Taro is a versatile crop, growing both in waterlogged swampy soils and in dry ones (although our local guide Jimmy explained that dry taro is not as tasty). A sackful of taro roots could be sold for NZ$100 – 120 and a good taro patch will yield 60 – 70 sackfuls. But cultivating taro is heavy work: first the soil in the taro patch must be dug over with a long-handled shovel, then a giant wooden ‘dibber’ (weighing 30 – 40 kg) is used to make holes for each individual taro plant. In a tropical climate weeds grow fast, so locals mulch their taro patches to prevent this. Formerly black polythene was used, but environmental concerns have led to people reverting to using biodegradable materials such as old cardboard with rito (coconut leaves) laid on top… Which looks far nicer than plastic.
Only locals can own land in the Cook Islands, and land is passed down within families. If a favourite son is getting married, a father will plant a taro patch for their wedding. Jimmy explained that many people do their own planting on Rarotonga but not everyone: if someone was to steal crops from another person’s taro patch it would not be regarded too severely, provided the thief was taking it for food and not to sell. He told us that if he spotted someone raiding his patch he would duck down out of sight so they didn’t realise that they had been seen… And then he would casually say to them a few days later, “Hey, how’d you like the taro?”
There is a general atmosphere of trust on Rarotonga and little crime, except for occasional opportunistic theft from tourists careless enough to leave valuables temptingly on display at the beach. Drink driving is also regarded more leniently than in other countries: police who stop drunk drivers will generally just confiscate their car or motorbike, telling them to walk home and retrieve their vehicle once they’ve sobered up. Recently however a local youth had died in a drink-driving accident, so there was a move towards trying to better educate people about the dangers of drink driving. I personally found cycling on the Ara Tapu pretty pleasant, as the vast majority of locals pootle along at an average speed of fifteen miles per hour… Very civilized.
The next staple crop we saw was cassava (aka maniota, arrowroot or tapioca). The advantage of cassava is that it is relative easy to propagate: you just chop the stem into short lengths and shove them into the soil. The disadvantage is that in its unprocessed raw state it contains cyanide, which makes you wonder who got the bright idea of eating it in the first place. To render cassava edible it has to be soaked for twenty-four hours and cooked. You can boil and then fry it to make tasty chips, or grate it and mix it with coconut cream and ripe bananas to make the yummy local dish known as poke.
As well as starchy root crops we saw plenty of fruit being grown as well, including pineapples. Natavia explained that two main varieties are grown on Rarotonga: the smooth-leaved pineapple and the spiky-leaved variety. The latter was introduced more recently and only produces for fruit for 2 – 3 years before you have to replant it; whereas the smooth-leaved pineapple is a perennial that keeps on producing for a longer period (and apparently yields sweeter-tasting fruits, too).
Bananas are another staple food here, usually grown on 3-stemmed plants. Natavia explained that once a few rows of bananas have started to form, the purplish-red flower is removed so that more energy will go into plumping up the fruits. As it was technically only early spring on Rarotonga, some of the banana plants still wore large plastic mesh bags covering their fruits and flowers, to shield them from low nighttime temperatures.
For the more carnivorous side of things, most households on Rarotonga keep a few pigs. These are typically kept penned or tied to a halter, so that they can’t wreak havoc on growing crops (a single pig can push over and destroy several banana plants in a single night, to get at the fruits and juicy water-filled stems). They are fed on coconut and usually end up being slow-baked in a traditional umu ground-oven, perhaps as part of a family celebration – or a meal for tourists!

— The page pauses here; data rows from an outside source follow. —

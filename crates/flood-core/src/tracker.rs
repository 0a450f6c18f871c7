//! Per-source SYN tracker.
//!
//! A fixed-bucket hash table keyed by source address, capacity-bounded with
//! LRU eviction on `last_seen`. Bucket count is a power of two fixed at
//! creation; the address key is scrambled through a SplitMix64-style
//! finalizer so sequential or patterned sources spread across buckets
//! instead of piling into one chain.
//!
//! The table itself is not synchronized — the owner wraps it in an `RwLock`
//! and the record references returned here are only valid while that guard
//! is held.

use std::net::Ipv4Addr;

/// One tracked source address.
///
/// Records are created on SYN observation only, so `syn_count >= 1` for any
/// record the pipeline has finished touching, and `window_start <= last_seen`
/// always holds. `block_expiry` is meaningful only while `blocked` is true.
#[derive(Debug, Clone, PartialEq, Eq)]
pub struct TrackerRecord {
    pub key: Ipv4Addr,
    /// SYNs attributed to the current window.
    pub syn_count: u32,
    /// Monotonic-ns timestamp of the first SYN in the current window.
    pub window_start: u64,
    /// Monotonic-ns timestamp of the most recent SYN; drives LRU eviction.
    pub last_seen: u64,
    pub blocked: bool,
    /// Monotonic-ns timestamp at which the block is eligible for release.
    pub block_expiry: u64,
}

#[derive(Debug, Clone, Copy, PartialEq, Eq)]
pub struct TrackerStats {
    pub total: u32,
    pub blocked: u32,
}

pub struct TrackerTable {
    buckets: Vec<Vec<TrackerRecord>>,
    bucket_mask: u64,
    max_entries: u32,
    len: u32,
}

/// SplitMix64-style finalizer. Not the identity: adjacent addresses must not
/// land in adjacent buckets.
#[inline]
fn scramble(key: u32) -> u64 {
    let mut x = key as u64;
    x ^= x >> 30;
    x = x.wrapping_mul(0xbf58476d1ce4e5b9);
    x ^= x >> 27;
    x = x.wrapping_mul(0x94d049bb133111eb);
    x ^= x >> 31;
    x
}

impl TrackerTable {
    /// `bucket_count` must be a power of two (validated by config before the
    /// table is built).
    pub fn new(bucket_count: u32, max_entries: u32) -> Self {
        debug_assert!(bucket_count.is_power_of_two());
        debug_assert!(max_entries > 0);
        Self {
            buckets: (0..bucket_count).map(|_| Vec::new()).collect(),
            bucket_mask: bucket_count as u64 - 1,
            max_entries,
            len: 0,
        }
    }

    #[inline]
    fn bucket_index(&self, addr: Ipv4Addr) -> usize {
        (scramble(u32::from(addr)) & self.bucket_mask) as usize
    }

    /// Look up `addr`, creating a fresh record if absent. Updates `last_seen`
    /// on an existing record. At capacity, the record with the minimum
    /// `last_seen` is evicted first (ties broken by bucket scan order, so
    /// eviction is deterministic within a run).
    pub fn get_or_create(&mut self, addr: Ipv4Addr, now: u64) -> &mut TrackerRecord {
        let idx = self.bucket_index(addr);
        let pos = self.buckets[idx].iter().position(|r| r.key == addr);
        if let Some(pos) = pos {
            let rec = &mut self.buckets[idx][pos];
            rec.last_seen = now;
            return rec;
        }

        if self.len >= self.max_entries {
            self.evict_lru();
        }

        self.buckets[idx].push(TrackerRecord {
            key: addr,
            syn_count: 0,
            window_start: now,
            last_seen: now,
            blocked: false,
            block_expiry: 0,
        });
        self.len += 1;
        self.buckets[idx]
            .last_mut()
            .expect("bucket push cannot leave the bucket empty")
    }

    /// Look up `addr` without creating.
    pub fn get(&mut self, addr: Ipv4Addr) -> Option<&mut TrackerRecord> {
        let idx = self.bucket_index(addr);
        self.buckets[idx].iter_mut().find(|r| r.key == addr)
    }

    /// Remove `addr`; returns whether a record existed.
    pub fn remove(&mut self, addr: Ipv4Addr) -> bool {
        let idx = self.bucket_index(addr);
        let pos = self.buckets[idx].iter().position(|r| r.key == addr);
        match pos {
            Some(pos) => {
                self.buckets[idx].swap_remove(pos);
                self.len -= 1;
                true
            }
            None => false,
        }
    }

    /// Fill `out` with at most `cap` addresses whose blocks have expired
    /// (`blocked && block_expiry <= now`). Pure read; the caller drives the
    /// subsequent state transitions.
    pub fn expired_blocks(&self, now: u64, out: &mut Vec<Ipv4Addr>, cap: usize) -> usize {
        out.clear();
        'scan: for bucket in &self.buckets {
            for rec in bucket {
                if rec.blocked && rec.block_expiry <= now {
                    out.push(rec.key);
                    if out.len() >= cap {
                        break 'scan;
                    }
                }
            }
        }
        out.len()
    }

    /// Destroy all records.
    pub fn clear(&mut self) {
        for bucket in &mut self.buckets {
            bucket.clear();
        }
        self.len = 0;
    }

    pub fn stats(&self) -> TrackerStats {
        let blocked = self
            .buckets
            .iter()
            .flatten()
            .filter(|r| r.blocked)
            .count() as u32;
        TrackerStats {
            total: self.len,
            blocked,
        }
    }

    /// Addresses of all live records, in bucket scan order. Used by the
    /// reload path to purge sources that became whitelisted.
    pub fn keys(&self) -> Vec<Ipv4Addr> {
        self.buckets.iter().flatten().map(|r| r.key).collect()
    }

    /// Evict the record with the minimum `last_seen`. First minimum in
    /// bucket scan order wins ties.
    fn evict_lru(&mut self) {
        let mut victim: Option<(usize, usize, u64)> = None;
        for (bi, bucket) in self.buckets.iter().enumerate() {
            for (ri, rec) in bucket.iter().enumerate() {
                let better = match victim {
                    None => true,
                    Some((_, _, seen)) => rec.last_seen < seen,
                };
                if better {
                    victim = Some((bi, ri, rec.last_seen));
                }
            }
        }
        if let Some((bi, ri, _)) = victim {
            self.buckets[bi].swap_remove(ri);
            self.len -= 1;
        }
    }
}
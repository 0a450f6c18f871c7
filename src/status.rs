//! `synwarden status` — show the most recent snapshot from the metrics log.
//!
//! Reads the last line of the metrics JSONL log and prints a static one-shot
//! summary, plus the tail of the events log. Use this to check on the
//! running daemon without touching it.

use anyhow::Result;
use chrono::{TimeZone, Utc};
use std::path::Path;

use crate::config::DaemonConfig;

/// Events shown from the tail of the events log.
const EVENT_TAIL: usize = 10;

pub fn run(config_path: &Path) -> Result<()> {
    let cfg = DaemonConfig::load(config_path)?;

    let content = match std::fs::read_to_string(&cfg.metrics_log) {
        Ok(c) => c,
        Err(_) => {
            eprintln!("No metrics log found at {}.", cfg.metrics_log.display());
            eprintln!("Start the daemon first:  synwarden run");
            return Ok(());
        }
    };

    let line = match content.lines().filter(|l| !l.is_empty()).last() {
        Some(l) => l,
        None => {
            eprintln!("Metrics log is empty — daemon may just be starting.");
            return Ok(());
        }
    };

    let entry: serde_json::Value = serde_json::from_str(line)?;
    let ts = entry["ts"].as_u64().unwrap_or(0) as i64;
    let time_str = Utc
        .timestamp_opt(ts, 0)
        .single()
        .map(|d| d.format("%Y-%m-%d %H:%M:%S UTC").to_string())
        .unwrap_or_else(|| "unknown".into());

    let started_at = entry["started_at"].as_u64().unwrap_or(0) as i64;
    let uptime_str = if started_at > 0 {
        format_uptime((ts - started_at).max(0) as u64)
    } else {
        "—".into()
    };

    let width = 64;
    println!("{:=<width$}", "");
    println!("{:^width$}", format!(" SYNWARDEN STATUS  {} ", time_str));
    println!("{:=<width$}", "");
    println!("  Uptime: {}", uptime_str);
    println!();

    let counter = |key: &str| entry[key].as_u64().unwrap_or(0);
    println!("  {:<28}{:>12}", "total packets", counter("total_packets"));
    println!("  {:<28}{:>12}", "SYN packets", counter("syn_packets"));
    println!("  {:<28}{:>12}", "whitelist hits", counter("whitelist_hits"));
    println!("  {:<28}{:>12}", "detections (blocked)", counter("detections"));
    println!(
        "  {:<28}{:>12}",
        "suspicious (not confirmed)",
        counter("false_positives")
    );
    println!(
        "  {:<28}{:>12}",
        "currently blocked",
        counter("blocked_current")
    );
    println!(
        "  {:<28}{:>12}",
        "tracked sources",
        counter("tracker_entries")
    );
    println!(
        "  {:<28}{:>12}",
        "tracked blocked",
        counter("tracker_blocked")
    );
    println!(
        "  {:<28}{:>12}",
        "malformed packets",
        counter("malformed_packets")
    );
    println!("  {:<28}{:>12}", "events dropped", counter("events_dropped"));
    println!("{:-<width$}", "");

    if let Ok(events) = std::fs::read_to_string(&cfg.events_log) {
        let lines: Vec<&str> = events.lines().filter(|l| !l.is_empty()).collect();
        if !lines.is_empty() {
            println!();
            println!("RECENT EVENTS (last {}):", EVENT_TAIL.min(lines.len()));
            for line in lines.iter().rev().take(EVENT_TAIL).rev() {
                match serde_json::from_str::<serde_json::Value>(line) {
                    Ok(ev) => println!(
                        "  {}  {:<12} {}",
                        ev["ts"].as_str().unwrap_or("?"),
                        ev["event"].as_str().unwrap_or("?"),
                        ev["addr"].as_str().unwrap_or("")
                    ),
                    Err(_) => println!("  {}", line),
                }
            }
        }
    }

    println!();
    println!("Log: {}", cfg.metrics_log.display());
    Ok(())
}

fn format_uptime(secs: u64) -> String {
    let h = secs / 3600;
    let m = (secs % 3600) / 60;
    let s = secs % 60;
    if h > 0 {
        format!("{}h {}m {}s", h, m, s)
    } else if m > 0 {
        format!("{}m {}s", m, s)
    } else {
        format!("{}s", s)
    }
}
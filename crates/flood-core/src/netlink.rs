//! Minimal netlink plumbing shared by the block-set driver and the packet
//! queue source.
//!
//! Message layout is the kernel's: a 16-byte `nlmsghdr`, the netfilter
//! `nfgenmsg` (family, version, resource id in network order), then a run of
//! 4-byte-aligned attributes, possibly nested. Building uses a byte-vector
//! builder with a length patch at finish; parsing walks the buffer with
//! unaligned reads.

use std::io;
use std::os::unix::io::RawFd;

pub const NLMSG_ERROR: u16 = 2;
pub const NLMSG_DONE: u16 = 3;

pub const NLM_F_REQUEST: u16 = 0x01;
pub const NLM_F_MULTI: u16 = 0x02;
pub const NLM_F_ACK: u16 = 0x04;
/// NLM_F_ROOT | NLM_F_MATCH — dump request.
pub const NLM_F_DUMP: u16 = 0x300;

pub const NLA_F_NESTED: u16 = 0x8000;
pub const NLA_F_NET_BYTEORDER: u16 = 0x4000;
const NLA_TYPE_MASK: u16 = 0x3fff;

/// nfnetlink protocol version carried in every `nfgenmsg`.
pub const NFNETLINK_V0: u8 = 0;

const NLMSG_HDRLEN: usize = 16;
const NLATTR_HDRLEN: usize = 4;

#[inline]
pub fn align4(n: usize) -> usize {
    (n + 3) & !3
}

// ───────────────────────────────────────────────────────────────────────────
// Socket
// ───────────────────────────────────────────────────────────────────────────

/// A raw `AF_NETLINK` socket bound with an autoassigned port id.
pub struct NetlinkSocket {
    fd: RawFd,
}

impl NetlinkSocket {
    pub fn connect(protocol: i32) -> io::Result<Self> {
        // SAFETY: plain socket(2) call; the fd is owned by the returned
        // struct and closed exactly once in Drop.
        let fd = unsafe { libc::socket(libc::AF_NETLINK, libc::SOCK_RAW, protocol) };
        if fd < 0 {
            return Err(io::Error::last_os_error());
        }

        // SAFETY: sockaddr_nl is a C-layout struct of integer fields; the
        // all-zero bit pattern is a valid value (nl_pad is private padding).
        let mut addr: libc::sockaddr_nl = unsafe { std::mem::zeroed() };
        addr.nl_family = libc::AF_NETLINK as libc::sa_family_t;
        // SAFETY: fd is a valid netlink socket and addr is a properly
        // initialized sockaddr_nl on the stack.
        let rc = unsafe {
            libc::bind(
                fd,
                &addr as *const _ as *const libc::sockaddr,
                std::mem::size_of::<libc::sockaddr_nl>() as libc::socklen_t,
            )
        };
        if rc < 0 {
            let err = io::Error::last_os_error();
            // SAFETY: fd needs cleanup on the bind failure path.
            unsafe { libc::close(fd) };
            return Err(err);
        }

        Ok(Self { fd })
    }

    /// Bound receive so reads wake up periodically for stop checks.
    pub fn set_recv_timeout(&self, secs: i64) -> io::Result<()> {
        let timeout = libc::timeval {
            tv_sec: secs,
            tv_usec: 0,
        };
        // SAFETY: fd is valid and timeout is a stack-local timeval.
        let rc = unsafe {
            libc::setsockopt(
                self.fd,
                libc::SOL_SOCKET,
                libc::SO_RCVTIMEO,
                &timeout as *const _ as *const libc::c_void,
                std::mem::size_of::<libc::timeval>() as libc::socklen_t,
            )
        };
        if rc < 0 {
            return Err(io::Error::last_os_error());
        }
        Ok(())
    }

    pub fn send(&self, msg: &[u8]) -> io::Result<()> {
        // SAFETY: msg points at len valid bytes for the duration of the call.
        let n = unsafe { libc::send(self.fd, msg.as_ptr() as *const libc::c_void, msg.len(), 0) };
        if n < 0 {
            return Err(io::Error::last_os_error());
        }
        Ok(())
    }

    pub fn recv(&self, buf: &mut [u8]) -> io::Result<usize> {
        // SAFETY: buf is a valid mutable slice; recv writes at most len bytes.
        let n = unsafe { libc::recv(self.fd, buf.as_mut_ptr() as *mut libc::c_void, buf.len(), 0) };
        if n < 0 {
            return Err(io::Error::last_os_error());
        }
        Ok(n as usize)
    }

    /// Unblock any thread sitting in `recv`; used by stop handles.
    pub fn interrupt(&self) {
        // SAFETY: shutdown is safe on any valid socket fd.
        unsafe {
            libc::shutdown(self.fd, libc::SHUT_RDWR);
        }
    }

    pub fn as_raw_fd(&self) -> RawFd {
        self.fd
    }
}

impl Drop for NetlinkSocket {
    fn drop(&mut self) {
        // SAFETY: fd is owned by this struct and closed exactly once.
        unsafe {
            libc::close(self.fd);
        }
    }
}

// ───────────────────────────────────────────────────────────────────────────
// Message builder
// ───────────────────────────────────────────────────────────────────────────

pub struct MsgBuilder {
    buf: Vec<u8>,
}

impl MsgBuilder {
    /// Start a message: nlmsghdr with a length placeholder, then the
    /// netfilter `nfgenmsg` with `res_id` in network order.
    pub fn new(msg_type: u16, flags: u16, seq: u32, family: u8, res_id: u16) -> Self {
        let mut buf = Vec::with_capacity(128);
        buf.extend_from_slice(&0u32.to_ne_bytes()); // nlmsg_len, patched in finish
        buf.extend_from_slice(&msg_type.to_ne_bytes());
        buf.extend_from_slice(&flags.to_ne_bytes());
        buf.extend_from_slice(&seq.to_ne_bytes());
        buf.extend_from_slice(&0u32.to_ne_bytes()); // nlmsg_pid

        buf.push(family);
        buf.push(NFNETLINK_V0);
        buf.extend_from_slice(&res_id.to_be_bytes());

        Self { buf }
    }

    pub fn attr(&mut self, attr_type: u16, payload: &[u8]) {
        let len = NLATTR_HDRLEN + payload.len();
        self.buf.extend_from_slice(&(len as u16).to_ne_bytes());
        self.buf.extend_from_slice(&attr_type.to_ne_bytes());
        self.buf.extend_from_slice(payload);
        self.pad();
    }

    pub fn attr_u8(&mut self, attr_type: u16, value: u8) {
        self.attr(attr_type, &[value]);
    }

    /// u32 attribute in network byte order, flagged as such.
    pub fn attr_u32_be(&mut self, attr_type: u16, value: u32) {
        self.attr(attr_type | NLA_F_NET_BYTEORDER, &value.to_be_bytes());
    }

    /// NUL-terminated string attribute (set and type names).
    pub fn attr_str(&mut self, attr_type: u16, value: &str) {
        let mut payload = Vec::with_capacity(value.len() + 1);
        payload.extend_from_slice(value.as_bytes());
        payload.push(0);
        self.attr(attr_type, &payload);
    }

    /// Open a nested attribute; returns the offset to hand to `end_nested`.
    pub fn begin_nested(&mut self, attr_type: u16) -> usize {
        let start = self.buf.len();
        self.buf.extend_from_slice(&0u16.to_ne_bytes()); // length patch slot
        self.buf
            .extend_from_slice(&(attr_type | NLA_F_NESTED).to_ne_bytes());
        start
    }

    pub fn end_nested(&mut self, start: usize) {
        let len = (self.buf.len() - start) as u16;
        self.buf[start..start + 2].copy_from_slice(&len.to_ne_bytes());
    }

    pub fn finish(mut self) -> Vec<u8> {
        let len = self.buf.len() as u32;
        self.buf[0..4].copy_from_slice(&len.to_ne_bytes());
        self.buf
    }

    fn pad(&mut self) {
        while self.buf.len() % 4 != 0 {
            self.buf.push(0);
        }
    }
}

// ───────────────────────────────────────────────────────────────────────────
// Parsing
// ───────────────────────────────────────────────────────────────────────────

/// One message pulled out of a receive buffer. `payload` starts after the
/// nlmsghdr (for netfilter messages it begins with the nfgenmsg).
#[derive(Debug, Clone, Copy)]
pub struct NlMsg<'a> {
    pub msg_type: u16,
    pub flags: u16,
    pub seq: u32,
    pub payload: &'a [u8],
}

impl<'a> NlMsg<'a> {
    /// For `NLMSG_ERROR` messages: the (negated) errno, 0 meaning ACK.
    pub fn error_code(&self) -> Option<i32> {
        if self.msg_type != NLMSG_ERROR || self.payload.len() < 4 {
            return None;
        }
        let mut raw = [0u8; 4];
        raw.copy_from_slice(&self.payload[..4]);
        Some(i32::from_ne_bytes(raw))
    }

    /// Attribute run after `skip` payload bytes (e.g. the nfgenmsg).
    pub fn attrs(&self, skip: usize) -> AttrIter<'a> {
        AttrIter {
            data: self.payload.get(skip..).unwrap_or(&[]),
        }
    }
}

/// Iterate the netlink messages packed into one receive buffer.
pub fn messages(buf: &[u8]) -> MsgIter<'_> {
    MsgIter { data: buf }
}

pub struct MsgIter<'a> {
    data: &'a [u8],
}

impl<'a> Iterator for MsgIter<'a> {
    type Item = NlMsg<'a>;

    fn next(&mut self) -> Option<NlMsg<'a>> {
        if self.data.len() < NLMSG_HDRLEN {
            return None;
        }
        let len = u32::from_ne_bytes(self.data[0..4].try_into().ok()?) as usize;
        if len < NLMSG_HDRLEN || len > self.data.len() {
            return None;
        }
        let msg = NlMsg {
            msg_type: u16::from_ne_bytes(self.data[4..6].try_into().ok()?),
            flags: u16::from_ne_bytes(self.data[6..8].try_into().ok()?),
            seq: u32::from_ne_bytes(self.data[8..12].try_into().ok()?),
            payload: &self.data[NLMSG_HDRLEN..len],
        };
        self.data = &self.data[align4(len).min(self.data.len())..];
        Some(msg)
    }
}

#[derive(Debug, Clone, Copy)]
pub struct Attr<'a> {
    raw_type: u16,
    pub payload: &'a [u8],
}

impl<'a> Attr<'a> {
    /// Attribute type with the nested/byte-order flags masked off.
    pub fn kind(&self) -> u16 {
        self.raw_type & NLA_TYPE_MASK
    }

    pub fn is_nested(&self) -> bool {
        self.raw_type & NLA_F_NESTED != 0
    }

    pub fn nested(&self) -> AttrIter<'a> {
        AttrIter { data: self.payload }
    }

    pub fn as_u32_be(&self) -> Option<u32> {
        self.payload
            .get(..4)
            .and_then(|b| b.try_into().ok())
            .map(u32::from_be_bytes)
    }
}

pub struct AttrIter<'a> {
    data: &'a [u8],
}

impl<'a> Iterator for AttrIter<'a> {
    type Item = Attr<'a>;

    fn next(&mut self) -> Option<Attr<'a>> {
        if self.data.len() < NLATTR_HDRLEN {
            return None;
        }
        let len = u16::from_ne_bytes(self.data[0..2].try_into().ok()?) as usize;
        if len < NLATTR_HDRLEN || len > self.data.len() {
            return None;
        }
        let attr = Attr {
            raw_type: u16::from_ne_bytes(self.data[2..4].try_into().ok()?),
            payload: &self.data[NLATTR_HDRLEN..len],
        };
        self.data = &self.data[align4(len).min(self.data.len())..];
        Some(attr)
    }
}
//! CLI definitions for synwarden.

use clap::{Parser, Subcommand};
use std::path::PathBuf;

#[derive(Parser)]
#[clap(
    name = "synwarden",
    version,
    about = "SYN-flood detection daemon\n\nTracks per-source SYN rates, confirms floods against the kernel's half-open socket table, and drives a TTL-capable kernel address set that drops confirmed attackers.",
    long_about = None
)]
pub struct Cli {
    /// Path to synwarden.toml config file
    #[clap(long, short, default_value = "/etc/synwarden/synwarden.toml")]
    pub config: PathBuf,

    #[clap(subcommand)]
    pub command: Commands,
}

#[derive(Subcommand)]
pub enum Commands {
    /// Run the detection daemon (requires root or CAP_NET_ADMIN + CAP_NET_RAW)
    Run,

    /// Print an example synwarden.toml to stdout
    Init,

    /// Validate the configuration and whitelist, then exit
    Check,

    /// Show the most recent counter snapshot from the metrics log
    Status,
}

It’s not just the pigs who have coconut on the menu, though. Jimmy described it as the tree of life: a plant from which people can get most of their needs, including food, clothing, timber and roofing material. He showed us the three different stages of a coconut: the immature young nu or green coconut (which largely contains coconut water with a little jelly-like flesh); the mature akari coconut (the one we’re most familiar with, with its brown outer husk and solid layer of white inner flesh); and the sprouting uto coconut (where the creamy white interior has become mostly dry and fibrous, with a texture like marshmallow).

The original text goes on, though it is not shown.